Dans ce roman graphique aussi ambitieux que troublant, Ezra Claytan Daniels nous plonge dans une exploration fascinante des frontières de l'identité humaine. À travers l'histoire d'un couple septuagénaire confronté à leurs doubles génétiquement "améliorés", l'auteur tisse une réflexion profonde sur notre rapport au corps, au vieillissement et à la conscience.

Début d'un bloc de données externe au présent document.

use crate::{
    backend::{Backend, BackendKind},
    backends,
    classifier::{self, Operation},
    config::{OrchestratorConfig, DEFAULT_ORDER},
    opentelemetry::GenerationSpan,
    BackendError, BackendResult, ContentKind, Generated, GeneratedContent, GenerationOptions,
    GenerationRequest, GenerationResult, ProviderDescriptor, SlideContext, SlideType,
    ALL_PROVIDERS_FAILED,
};
use futures::{
    future::{join_all, ready},
    pin_mut, stream, StreamExt,
};
use serde_json::Value;
use std::sync::Arc;
use tracing::{debug, info, warn};
use tracing_futures::Instrument;

/// Error reported when a caller cancels the request.
pub const GENERATION_CANCELLED: &str = "Generation cancelled";

/// Compute the order in which backends are tried for a requested model.
///
/// Local model names (and the literal `local`) put the local backend first,
/// `groq-` models put Groq first, and anything else uses `default_order`.
#[must_use]
pub fn backend_order(model: Option<&str>, default_order: &[BackendKind]) -> Vec<BackendKind> {
    match model {
        Some(model) if backends::local::is_local_model(model) => {
            vec![BackendKind::Local, BackendKind::Groq, BackendKind::OpenAI]
        }
        Some(model) if model.starts_with(backends::groq::MODEL_PREFIX) => {
            vec![BackendKind::Groq, BackendKind::OpenAI, BackendKind::Local]
        }
        _ => default_order.to_vec(),
    }
}

/// Outcome of trying one backend.
enum Attempt {
    Succeeded(GenerationResult),
    Failed,
    Cancelled,
}

/// Drives generation requests across an ordered list of backends, stopping
/// at the first success.
///
/// Holds only read-only configuration, so one instance can serve concurrent
/// calls.
pub struct GenerationOrchestrator {
    backends: Vec<Arc<dyn Backend>>,
    default_order: Vec<BackendKind>,
}

impl GenerationOrchestrator {
    #[must_use]
    pub fn new(backends: Vec<Arc<dyn Backend>>) -> Self {
        Self {
            backends,
            default_order: DEFAULT_ORDER.to_vec(),
        }
    }

    /// Build the three standard backends from configuration.
    #[must_use]
    pub fn from_config(config: &OrchestratorConfig) -> Self {
        Self::new(vec![
            Arc::new(backends::groq::backend(&config.groq)),
            Arc::new(backends::openai::backend(&config.openai)),
            Arc::new(backends::local::backend(&config.local)),
        ])
        .with_default_order(config.default_order.clone())
    }

    #[must_use]
    pub fn with_default_order(mut self, default_order: Vec<BackendKind>) -> Self {
        self.default_order = default_order;
        self
    }

    #[must_use]
    pub fn order_for(&self, model: Option<&str>) -> Vec<BackendKind> {
        backend_order(model, &self.default_order)
    }

    fn backend(&self, kind: BackendKind) -> Option<&Arc<dyn Backend>> {
        self.backends.iter().find(|backend| backend.kind() == kind)
    }

    pub async fn generate_slide(
        &self,
        slide_type: SlideType,
        context: SlideContext,
        options: GenerationOptions,
    ) -> GenerationResult {
        self.generate(GenerationRequest::Slide {
            slide_type,
            context,
            options,
        })
        .await
    }

    pub async fn generate_freeform_deck(
        &self,
        prompt: impl Into<String>,
        preferences: Option<Value>,
        options: GenerationOptions,
    ) -> GenerationResult {
        self.generate(GenerationRequest::FreeformDeck {
            prompt: prompt.into(),
            preferences,
            options,
        })
        .await
    }

    pub async fn generate_chat(
        &self,
        message: impl Into<String>,
        deck_context: Value,
        slide_context: Option<Value>,
        options: GenerationOptions,
    ) -> GenerationResult {
        self.generate(GenerationRequest::Chat {
            message: message.into(),
            deck_context,
            slide_context,
            options,
        })
        .await
    }

    /// Try each backend in order and return the first success. Failures are
    /// classified and logged, never returned; exhaustion yields
    /// [`ALL_PROVIDERS_FAILED`].
    pub async fn generate(&self, request: GenerationRequest) -> GenerationResult {
        let options = request.options();
        let order = self.order_for(options.model.as_deref());
        let mut span = GenerationSpan::new(request.kind(), options.model.as_deref());
        debug!(
            content_kind = request.kind().as_str(),
            order = ?order,
            "generating content"
        );

        let tracing_span = span.span();
        let outcome = {
            let attempts = stream::iter(order)
                .filter_map(|kind| ready(self.backend(kind)))
                .then(|backend| {
                    span.on_attempt();
                    attempt(backend.as_ref(), &request)
                })
                .skip_while(|attempt| ready(matches!(attempt, Attempt::Failed)));
            pin_mut!(attempts);
            attempts.next().instrument(tracing_span).await
        };

        let result = match outcome {
            Some(Attempt::Succeeded(result)) => result,
            Some(Attempt::Cancelled) => GenerationResult::failed(GENERATION_CANCELLED),
            Some(Attempt::Failed) | None => {
                warn!(
                    content_kind = request.kind().as_str(),
                    "all backends failed"
                );
                GenerationResult::failed(ALL_PROVIDERS_FAILED)
            }
        };

        span.on_end(&result);
        result
    }

    /// Descriptors for every model tier, each stamped with a live status.
    /// Backends are probed concurrently.
    pub async fn list_providers(&self) -> Vec<ProviderDescriptor> {
        let probes = self.backends.iter().map(|backend| async move {
            let status = backend.status().await;
            backend.describe(status)
        });

        join_all(probes).await.into_iter().flatten().collect()
    }
}

async fn attempt(backend: &dyn Backend, request: &GenerationRequest) -> Attempt {
    let options = request.options();
    if options.is_cancelled() {
        return Attempt::Cancelled;
    }

    let call = dispatch(backend, request);
    let result = match &options.cancellation_token {
        Some(token) => {
            tokio::select! {
                biased;
                () = token.cancelled() => Err(BackendError::Cancelled),
                result = call => result,
            }
        }
        None => call.await,
    };

    match result.and_then(|generated| validate(backend.name(), generated)) {
        Ok(generated) => {
            info!(
                provider = backend.name(),
                model = %generated.model,
                tokens_used = ?generated.tokens_used,
                confidence = ?generated.confidence,
                "generation succeeded"
            );
            Attempt::Succeeded(GenerationResult::succeeded(backend.name(), generated))
        }
        Err(BackendError::Cancelled) => {
            info!(provider = backend.name(), "generation cancelled");
            Attempt::Cancelled
        }
        Err(error) => {
            let classified = classifier::classify(error, backend.name(), operation(request));
            warn!(
                provider = %classified.provider,
                operation = classified.operation.as_str(),
                kind = %classified.kind,
                retryable = classified.retryable,
                error = %classified.cause,
                "backend attempt failed"
            );
            Attempt::Failed
        }
    }
}

fn operation(request: &GenerationRequest) -> Operation {
    match request.kind() {
        ContentKind::Slide => Operation::GenerateSlide,
        ContentKind::FreeformDeck => Operation::GenerateFreeformDeck,
        ContentKind::Chat => Operation::GenerateChat,
    }
}

async fn dispatch(
    backend: &dyn Backend,
    request: &GenerationRequest,
) -> BackendResult<Generated<GeneratedContent>> {
    match request {
        GenerationRequest::Slide {
            slide_type,
            context,
            options,
        } => Ok(backend
            .generate_slide_content(*slide_type, context, options)
            .await?
            .map(GeneratedContent::Slide)),
        GenerationRequest::FreeformDeck {
            prompt,
            preferences,
            options,
        } => Ok(backend
            .generate_freeform_deck(prompt, preferences.as_ref(), options)
            .await?
            .map(GeneratedContent::Deck)),
        GenerationRequest::Chat {
            message,
            deck_context,
            slide_context,
            options,
        } => Ok(backend
            .generate_chat_response(message, deck_context, slide_context.as_ref(), options)
            .await?
            .map(GeneratedContent::Chat)),
    }
}

/// Reject structurally empty content regardless of what the backend claims.
fn validate(
    provider: &'static str,
    generated: Generated<GeneratedContent>,
) -> BackendResult<Generated<GeneratedContent>> {
    let problem = match &generated.content {
        GeneratedContent::Slide(slide)
            if slide.title.trim().is_empty() || slide.content.trim().is_empty() =>
        {
            Some("slide without title or content")
        }
        GeneratedContent::Deck(slides) if slides.is_empty() => Some("deck without slides"),
        GeneratedContent::Chat(text) if text.trim().is_empty() => Some("empty chat reply"),
        _ => None,
    };

    match problem {
        Some(problem) => Err(BackendError::InvalidResponse(provider, problem.to_string())),
        None => Ok(generated),
    }
}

L'originalité d'Âme Augmentée réside moins dans ses thématiques - le clonage et le transhumanisme sont des sujets largement explorés en science-fiction - que dans le traitement singulier qu'en propose Daniels. Son trait atypique, servi par une palette chromatique minutieusement élaborée, crée une atmosphère unique où le familier côtoie l'étrange, où le réconfort se mêle au malaise. Cette dualité graphique fait écho aux questionnements existentiels qui traversent l'œuvre : qu'est-ce qui définit notre identité ? Notre conscience peut-elle survivre au transfert vers un nouveau corps ?

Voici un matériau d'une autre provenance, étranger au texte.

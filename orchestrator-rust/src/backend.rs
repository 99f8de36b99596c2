use crate::{
    classifier::{self, ErrorKind, Operation},
    config::{self, BackendConfig},
    confidence::ConfidenceScorer,
    parser,
    prompt::{self, Prompt},
    BackendError, BackendResult, CostTier, Generated, GenerationOptions, ParseError,
    ParsedDeckSlide, ParsedSlide, ProviderDescriptor, ProviderStatus, SlideContext, SlideType,
};
use serde::{Deserialize, Serialize};
use serde_json::Value;
use slidegen_sdk::{LanguageModel, LanguageModelInput, ModelResponse};
use std::{fmt, future::Future, str::FromStr, sync::Arc, time::Duration};
use tracing::{debug, warn};

/// The closed set of upstream backends.
#[derive(Debug, Clone, Copy, PartialEq, Eq, Hash, Serialize, Deserialize)]
#[cfg_attr(feature = "utoipa", derive(utoipa::ToSchema))]
#[serde(rename_all = "lowercase")]
pub enum BackendKind {
    /// Cloud backend authenticated with an API key.
    OpenAI,
    /// Free cloud backend with tight rate limits.
    Groq,
    /// Self-hosted Ollama server.
    Local,
}

impl BackendKind {
    #[must_use]
    pub fn name(self) -> &'static str {
        match self {
            Self::OpenAI => "openai",
            Self::Groq => "groq",
            Self::Local => "local",
        }
    }
}

impl fmt::Display for BackendKind {
    fn fmt(&self, f: &mut fmt::Formatter<'_>) -> fmt::Result {
        f.write_str(self.name())
    }
}

impl FromStr for BackendKind {
    type Err = String;

    fn from_str(s: &str) -> Result<Self, Self::Err> {
        match s.trim().to_lowercase().as_str() {
            "openai" => Ok(Self::OpenAI),
            "groq" => Ok(Self::Groq),
            "local" | "ollama" => Ok(Self::Local),
            other => Err(format!("Unknown backend: {other}")),
        }
    }
}

/// The capability set every backend exposes.
#[async_trait::async_trait]
pub trait Backend: Send + Sync {
    fn kind(&self) -> BackendKind;

    fn name(&self) -> &'static str {
        self.kind().name()
    }

    async fn generate_slide_content(
        &self,
        slide_type: SlideType,
        context: &SlideContext,
        options: &GenerationOptions,
    ) -> BackendResult<Generated<ParsedSlide>>;

    async fn generate_freeform_deck(
        &self,
        prompt: &str,
        preferences: Option<&Value>,
        options: &GenerationOptions,
    ) -> BackendResult<Generated<Vec<ParsedDeckSlide>>>;

    async fn generate_chat_response(
        &self,
        message: &str,
        deck_context: &Value,
        slide_context: Option<&Value>,
        options: &GenerationOptions,
    ) -> BackendResult<Generated<String>>;

    /// Live probe with a short timeout.
    async fn status(&self) -> ProviderStatus;

    /// One descriptor per model tier, stamped with `status`.
    fn describe(&self, status: ProviderStatus) -> Vec<ProviderDescriptor>;
}

/// A public model name and the backend-native model behind it.
#[derive(Debug, Clone, Copy, PartialEq, Eq)]
pub struct ModelTier {
    pub public_id: &'static str,
    pub native_id: &'static str,
    pub display_name: &'static str,
}

/// Static description of one backend variant.
#[derive(Debug, Clone, Copy, PartialEq)]
pub struct BackendProfile {
    pub kind: BackendKind,
    pub tiers: &'static [ModelTier],
    pub default_model: &'static str,
    /// Used once when the default model fails.
    pub fallback_model: &'static str,
    pub baseline_confidence: f64,
    pub cost_tier: CostTier,
    pub is_local: bool,
    pub requires_api_key: bool,
    /// Whether a caller-supplied key in [`GenerationOptions::api_key`] is used.
    pub accepts_key_override: bool,
}

impl BackendProfile {
    /// Map a public model name (or a native one) onto a native model.
    #[must_use]
    pub fn native_model(&self, requested: &str) -> Option<&'static str> {
        self.tiers
            .iter()
            .find(|tier| tier.public_id == requested || tier.native_id == requested)
            .map(|tier| tier.native_id)
    }
}

/// Per-call defaults that differ by operation.
#[derive(Debug, Clone, Copy)]
struct CallSettings {
    max_tokens: u32,
    temperature: f64,
    timeout: Duration,
}

impl CallSettings {
    const SLIDE: Self = Self {
        max_tokens: 1000,
        temperature: 0.7,
        timeout: Duration::from_secs(60),
    };
    const DECK: Self = Self {
        max_tokens: 4000,
        temperature: 0.7,
        timeout: Duration::from_secs(60),
    };
    const CHAT: Self = Self {
        max_tokens: 500,
        temperature: 0.7,
        timeout: Duration::from_secs(30),
    };
    const STATUS: Self = Self {
        max_tokens: 1,
        temperature: 0.0,
        timeout: Duration::from_secs(5),
    };
}

/// A [`Backend`] driven by a [`LanguageModel`] transport. The three variants
/// share this implementation and differ only in their [`BackendProfile`] and
/// transport.
pub struct ModelBackend {
    profile: &'static BackendProfile,
    model: Arc<dyn LanguageModel>,
    api_key: Option<String>,
    default_model: String,
    unconfigured: Option<String>,
    scorer: ConfidenceScorer,
}

impl ModelBackend {
    #[must_use]
    pub fn new(
        profile: &'static BackendProfile,
        model: Arc<dyn LanguageModel>,
        config: &BackendConfig,
    ) -> Self {
        let default_model = config
            .default_model
            .as_deref()
            .filter(|model| !config::is_placeholder(model))
            .map_or(profile.default_model, |model| {
                profile.native_model(model).unwrap_or(model)
            })
            .to_string();

        Self {
            profile,
            model,
            api_key: config.api_key.clone(),
            default_model,
            unconfigured: (!config.enabled).then(|| "backend is disabled".to_string()),
            scorer: ConfidenceScorer::default(),
        }
    }

    /// Mark the backend as unusable; every operation fails fast.
    #[must_use]
    pub fn unconfigured(mut self, reason: impl Into<String>) -> Self {
        self.unconfigured = Some(reason.into());
        self
    }

    #[must_use]
    pub fn with_scorer(mut self, scorer: ConfidenceScorer) -> Self {
        self.scorer = scorer;
        self
    }

    #[must_use]
    pub fn profile(&self) -> &'static BackendProfile {
        self.profile
    }

    /// The native model used when the request names none this backend knows.
    #[must_use]
    pub fn default_model(&self) -> &str {
        &self.default_model
    }

    /// Native model for a requested public model; unknown names resolve to
    /// the default model.
    #[must_use]
    pub fn resolve_model(&self, requested: Option<&str>) -> String {
        requested
            .and_then(|requested| self.profile.native_model(requested))
            .map_or_else(|| self.default_model.clone(), str::to_string)
    }

    /// The API key to send, or a configuration error.
    fn credentials(&self, options: &GenerationOptions) -> BackendResult<Option<String>> {
        if let Some(reason) = &self.unconfigured {
            return Err(BackendError::NotConfigured(self.name(), reason.clone()));
        }
        if !self.profile.requires_api_key {
            return Ok(None);
        }

        fn usable(key: Option<&str>) -> Option<&str> {
            key.filter(|key| !config::is_placeholder(key))
        }

        let override_key = if self.profile.accepts_key_override {
            usable(options.api_key.as_deref())
        } else {
            None
        };

        override_key
            .or_else(|| usable(self.api_key.as_deref()))
            .map(|key| Some(key.to_string()))
            .ok_or_else(|| BackendError::NotConfigured(self.name(), "missing API key".to_string()))
    }

    async fn complete(
        &self,
        model_id: &str,
        prompt: &Prompt,
        api_key: Option<&str>,
        options: &GenerationOptions,
        settings: CallSettings,
    ) -> BackendResult<ModelResponse> {
        let input = LanguageModelInput {
            model_id: model_id.to_string(),
            system_prompt: Some(prompt.system.to_string()),
            prompt: prompt.user.clone(),
            max_tokens: Some(options.max_tokens.unwrap_or(settings.max_tokens)),
            temperature: Some(options.temperature.unwrap_or(settings.temperature)),
            api_key: api_key.map(str::to_string),
            timeout: Some(settings.timeout),
        };

        let response = self.model.generate(input).await?;
        if response.text.trim().is_empty() {
            return Err(BackendError::InvalidResponse(
                self.name(),
                "empty response payload".to_string(),
            ));
        }
        Ok(response)
    }

    /// Run `attempt` on the resolved model. A failure on the default model
    /// with an unused retry counter is retried exactly once on the fallback
    /// model, unless the default already is the fallback; every other
    /// failure propagates.
    async fn with_fallback_model<T, F, Fut>(
        &self,
        operation: Operation,
        options: &GenerationOptions,
        attempt: F,
    ) -> BackendResult<T>
    where
        F: Fn(String) -> Fut,
        Fut: Future<Output = BackendResult<T>>,
    {
        let model_id = self.resolve_model(options.model.as_deref());
        let can_fall_back =
            model_id == self.default_model && model_id != self.profile.fallback_model;

        match attempt(model_id.clone()).await {
            Ok(value) => Ok(value),
            Err(error) if can_fall_back && options.retry_count == 0 => {
                let classified = classifier::classify(error, self.name(), operation);
                warn!(
                    provider = self.name(),
                    operation = operation.as_str(),
                    kind = %classified.kind,
                    failed_model = %model_id,
                    fallback_model = self.profile.fallback_model,
                    retry_count = options.retry_count + 1,
                    error = %classified.cause,
                    "default model failed, retrying with fallback model"
                );
                attempt(self.profile.fallback_model.to_string()).await
            }
            Err(error) => Err(error),
        }
    }

    fn generated<T>(&self, content: T, response: &ModelResponse, model_id: String) -> Generated<T> {
        Generated {
            content,
            model: model_id,
            tokens_used: response.usage.as_ref().map(slidegen_sdk::ModelUsage::total_tokens),
            confidence: Some(
                self.scorer
                    .score(&response.text, self.profile.baseline_confidence),
            ),
        }
    }
}

#[async_trait::async_trait]
impl Backend for ModelBackend {
    fn kind(&self) -> BackendKind {
        self.profile.kind
    }

    async fn generate_slide_content(
        &self,
        slide_type: SlideType,
        context: &SlideContext,
        options: &GenerationOptions,
    ) -> BackendResult<Generated<ParsedSlide>> {
        let api_key = self.credentials(options)?;
        let api_key = api_key.as_deref();
        let prompt = &prompt::slide_prompt(slide_type, context);

        self.with_fallback_model(Operation::GenerateSlide, options, |model_id| async move {
            let response = self
                .complete(&model_id, prompt, api_key, options, CallSettings::SLIDE)
                .await?;
            let slide = parser::parse_single(&response.text, slide_type)
                .map_err(|error| BackendError::Parse(self.name(), error))?;
            Ok(self.generated(slide, &response, model_id))
        })
        .await
    }

    async fn generate_freeform_deck(
        &self,
        prompt: &str,
        preferences: Option<&Value>,
        options: &GenerationOptions,
    ) -> BackendResult<Generated<Vec<ParsedDeckSlide>>> {
        let api_key = self.credentials(options)?;
        let api_key = api_key.as_deref();
        let prompt = &prompt::deck_prompt(prompt, preferences);

        self.with_fallback_model(
            Operation::GenerateFreeformDeck,
            options,
            |model_id| async move {
                let response = self
                    .complete(&model_id, prompt, api_key, options, CallSettings::DECK)
                    .await?;
                let slides = parser::parse_deck(&response.text);
                if slides.is_empty() {
                    return Err(BackendError::Parse(self.name(), ParseError::NoSlides));
                }
                Ok(self.generated(slides, &response, model_id))
            },
        )
        .await
    }

    async fn generate_chat_response(
        &self,
        message: &str,
        deck_context: &Value,
        slide_context: Option<&Value>,
        options: &GenerationOptions,
    ) -> BackendResult<Generated<String>> {
        let api_key = self.credentials(options)?;
        let api_key = api_key.as_deref();
        let prompt = &prompt::chat_prompt(message, deck_context, slide_context);

        self.with_fallback_model(Operation::GenerateChat, options, |model_id| async move {
            let response = self
                .complete(&model_id, prompt, api_key, options, CallSettings::CHAT)
                .await?;
            let reply = response.text.trim().to_string();
            Ok(self.generated(reply, &response, model_id))
        })
        .await
    }

    async fn status(&self) -> ProviderStatus {
        let options = GenerationOptions::default();
        let probe = async {
            let api_key = self.credentials(&options)?;
            self.complete(
                &self.default_model,
                &prompt::status_prompt(),
                api_key.as_deref(),
                &options,
                CallSettings::STATUS,
            )
            .await
        };

        match probe.await {
            Ok(_) => ProviderStatus::Available,
            Err(error) => {
                let classified = classifier::classify(error, self.name(), Operation::Status);
                debug!(
                    provider = self.name(),
                    kind = %classified.kind,
                    error = %classified.cause,
                    "status probe failed"
                );
                if classified.kind == ErrorKind::QuotaExceeded {
                    ProviderStatus::QuotaExceeded
                } else {
                    ProviderStatus::Unavailable
                }
            }
        }
    }

    fn describe(&self, status: ProviderStatus) -> Vec<ProviderDescriptor> {
        self.profile
            .tiers
            .iter()
            .map(|tier| ProviderDescriptor {
                name: tier.public_id.to_string(),
                display_name: tier.display_name.to_string(),
                supported_models: vec![tier.native_id.to_string()],
                cost_tier: self.profile.cost_tier,
                is_local: self.profile.is_local,
                status,
            })
            .collect()
    }
}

Le couple Nonnar, uni par un amour profond qui transcende les décennies, incarne cette quête désespérée de transcendance. Leur désir de jeunesse retrouvée, compréhensible mais tragiquement vaniteux, les conduit à une expérience qui bouleversera leur conception même de l'existence. La présence de leurs doubles "augmentés" mais défigurés soulève des questions vertigineuses sur la nature de la conscience et le rapport entre corps et esprit.
L'auteur développe une approche résolument moniste et épicurienne, suggérant que l'âme ne peut émerger que de la matière brute. Cette position philosophique est enrichie d'une réflexion fascinante sur les ondes cérébrales et leur rôle dans la formation de la conscience. Mais au-delà de ces considérations métaphysiques, Âme Augmentée se lit comme une mise en garde contre les sirènes du transhumanisme et l'hubris scientifique qui prétend pouvoir déer les limites de la condition humaine.
La force de l'œuvre réside dans sa capacité à rendre ces questionnements philosophiques profondément humains et personnels. Les personnages, complexes et torturés, nous confrontent à nos propres anxiétés face au vieillissement et à la mort. Leur quête d'immortalité résonne avec une sagesse millénaire : ne ferions-nous pas mieux d'accepter notre finitude plutôt que de poursuivre le mirage de l'éternelle jeunesse ?
Cette œuvre, longuement mûrie et élaborée par Daniels, nous rappelle que la vraie sagesse réside peut-être moins dans la quête effrénée du progrès technologique que dans l'acceptation sereine de notre nature mortelle et à la philosophie du fameux "carpe diem" cher aux épicuriens. Une leçon d'humilité particulièrement précieuse à l'heure où les promesses du transhumanisme n'ont jamais semblé si proches et si trompeusement séduisantes.